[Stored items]
• • •

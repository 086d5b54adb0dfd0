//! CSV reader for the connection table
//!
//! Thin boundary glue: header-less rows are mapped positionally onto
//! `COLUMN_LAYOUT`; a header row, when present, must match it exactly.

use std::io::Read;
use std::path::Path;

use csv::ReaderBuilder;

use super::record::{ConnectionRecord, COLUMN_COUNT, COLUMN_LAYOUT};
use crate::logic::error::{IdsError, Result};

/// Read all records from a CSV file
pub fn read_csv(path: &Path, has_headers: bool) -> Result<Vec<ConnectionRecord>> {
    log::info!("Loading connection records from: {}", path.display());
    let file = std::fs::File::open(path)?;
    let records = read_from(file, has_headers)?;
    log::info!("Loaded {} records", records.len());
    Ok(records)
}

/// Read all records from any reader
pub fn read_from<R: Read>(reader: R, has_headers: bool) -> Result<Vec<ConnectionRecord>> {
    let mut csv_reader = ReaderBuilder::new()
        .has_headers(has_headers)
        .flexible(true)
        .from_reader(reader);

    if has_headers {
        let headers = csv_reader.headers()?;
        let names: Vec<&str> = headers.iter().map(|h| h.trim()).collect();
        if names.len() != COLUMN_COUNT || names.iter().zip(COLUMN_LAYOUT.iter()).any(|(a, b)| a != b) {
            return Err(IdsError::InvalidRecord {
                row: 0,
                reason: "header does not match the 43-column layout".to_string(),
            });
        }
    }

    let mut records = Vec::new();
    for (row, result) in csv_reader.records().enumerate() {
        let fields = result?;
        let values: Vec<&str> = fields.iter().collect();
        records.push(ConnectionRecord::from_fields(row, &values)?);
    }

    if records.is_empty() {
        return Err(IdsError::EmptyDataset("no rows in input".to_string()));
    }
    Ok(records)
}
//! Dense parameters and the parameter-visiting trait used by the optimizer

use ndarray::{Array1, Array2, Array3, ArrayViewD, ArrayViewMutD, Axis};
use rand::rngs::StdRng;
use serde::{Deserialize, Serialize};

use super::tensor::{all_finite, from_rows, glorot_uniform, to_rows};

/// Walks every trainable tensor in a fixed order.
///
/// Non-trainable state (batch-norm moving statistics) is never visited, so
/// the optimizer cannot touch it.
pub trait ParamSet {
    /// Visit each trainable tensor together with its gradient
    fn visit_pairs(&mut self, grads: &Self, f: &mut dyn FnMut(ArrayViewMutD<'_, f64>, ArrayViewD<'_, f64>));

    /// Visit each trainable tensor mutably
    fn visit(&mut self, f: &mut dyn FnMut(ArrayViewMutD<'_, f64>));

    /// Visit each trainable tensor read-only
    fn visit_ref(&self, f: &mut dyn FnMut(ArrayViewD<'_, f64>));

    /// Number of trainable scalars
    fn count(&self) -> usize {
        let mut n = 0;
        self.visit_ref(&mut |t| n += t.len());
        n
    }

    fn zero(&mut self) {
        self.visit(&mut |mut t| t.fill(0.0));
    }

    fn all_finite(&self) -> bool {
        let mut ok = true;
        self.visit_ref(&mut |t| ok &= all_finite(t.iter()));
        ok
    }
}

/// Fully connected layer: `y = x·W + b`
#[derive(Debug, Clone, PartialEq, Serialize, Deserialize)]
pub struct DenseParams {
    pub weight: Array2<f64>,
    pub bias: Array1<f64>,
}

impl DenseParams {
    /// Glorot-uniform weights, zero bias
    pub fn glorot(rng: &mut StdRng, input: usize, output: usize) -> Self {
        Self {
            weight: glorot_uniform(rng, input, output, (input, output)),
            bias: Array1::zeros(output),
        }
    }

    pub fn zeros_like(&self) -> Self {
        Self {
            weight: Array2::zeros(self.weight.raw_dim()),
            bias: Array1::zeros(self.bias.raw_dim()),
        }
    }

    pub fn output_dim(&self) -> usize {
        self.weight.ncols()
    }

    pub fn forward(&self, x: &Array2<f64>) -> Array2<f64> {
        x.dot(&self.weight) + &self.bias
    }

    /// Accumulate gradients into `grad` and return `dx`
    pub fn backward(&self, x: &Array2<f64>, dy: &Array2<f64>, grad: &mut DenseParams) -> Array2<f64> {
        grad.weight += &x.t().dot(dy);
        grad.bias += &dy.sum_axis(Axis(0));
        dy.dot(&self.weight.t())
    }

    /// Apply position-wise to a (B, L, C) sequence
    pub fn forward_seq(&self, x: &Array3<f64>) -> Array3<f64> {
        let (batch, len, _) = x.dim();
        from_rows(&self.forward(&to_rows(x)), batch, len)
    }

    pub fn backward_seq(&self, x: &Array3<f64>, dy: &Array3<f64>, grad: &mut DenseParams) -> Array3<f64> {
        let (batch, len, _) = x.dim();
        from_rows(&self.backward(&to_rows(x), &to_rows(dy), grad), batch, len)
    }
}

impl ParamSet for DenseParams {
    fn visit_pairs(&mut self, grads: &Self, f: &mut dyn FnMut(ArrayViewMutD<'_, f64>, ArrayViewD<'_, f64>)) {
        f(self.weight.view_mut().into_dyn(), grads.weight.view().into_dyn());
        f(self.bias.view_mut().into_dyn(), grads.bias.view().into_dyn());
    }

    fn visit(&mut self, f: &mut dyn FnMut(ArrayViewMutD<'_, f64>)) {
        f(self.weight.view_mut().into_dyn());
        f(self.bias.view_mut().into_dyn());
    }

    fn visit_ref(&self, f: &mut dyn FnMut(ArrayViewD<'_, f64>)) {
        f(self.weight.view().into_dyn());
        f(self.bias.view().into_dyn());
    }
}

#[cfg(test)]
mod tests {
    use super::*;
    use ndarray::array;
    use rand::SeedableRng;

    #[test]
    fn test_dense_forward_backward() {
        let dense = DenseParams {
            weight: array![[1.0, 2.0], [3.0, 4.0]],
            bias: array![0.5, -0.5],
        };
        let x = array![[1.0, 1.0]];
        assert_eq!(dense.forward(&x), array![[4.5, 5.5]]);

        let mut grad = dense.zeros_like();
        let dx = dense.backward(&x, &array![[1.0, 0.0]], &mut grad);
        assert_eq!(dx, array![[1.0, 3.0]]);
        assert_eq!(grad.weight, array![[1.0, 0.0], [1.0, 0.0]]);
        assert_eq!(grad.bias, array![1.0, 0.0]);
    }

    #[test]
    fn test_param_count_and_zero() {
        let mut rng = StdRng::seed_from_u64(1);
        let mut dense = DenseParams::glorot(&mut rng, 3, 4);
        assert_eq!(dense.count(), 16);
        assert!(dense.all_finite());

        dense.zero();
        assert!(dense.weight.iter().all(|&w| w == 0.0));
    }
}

• • •

» **Exercise goal**:
Copy out, from the records above, every line that holds the string "usize".

» **Answer area**:
    fn count(&self) -> usize {
    pub fn glorot(rng: &mut StdRng, input: usize, output: usize) -> Self {
    pub fn output_dim(&self) -> usize {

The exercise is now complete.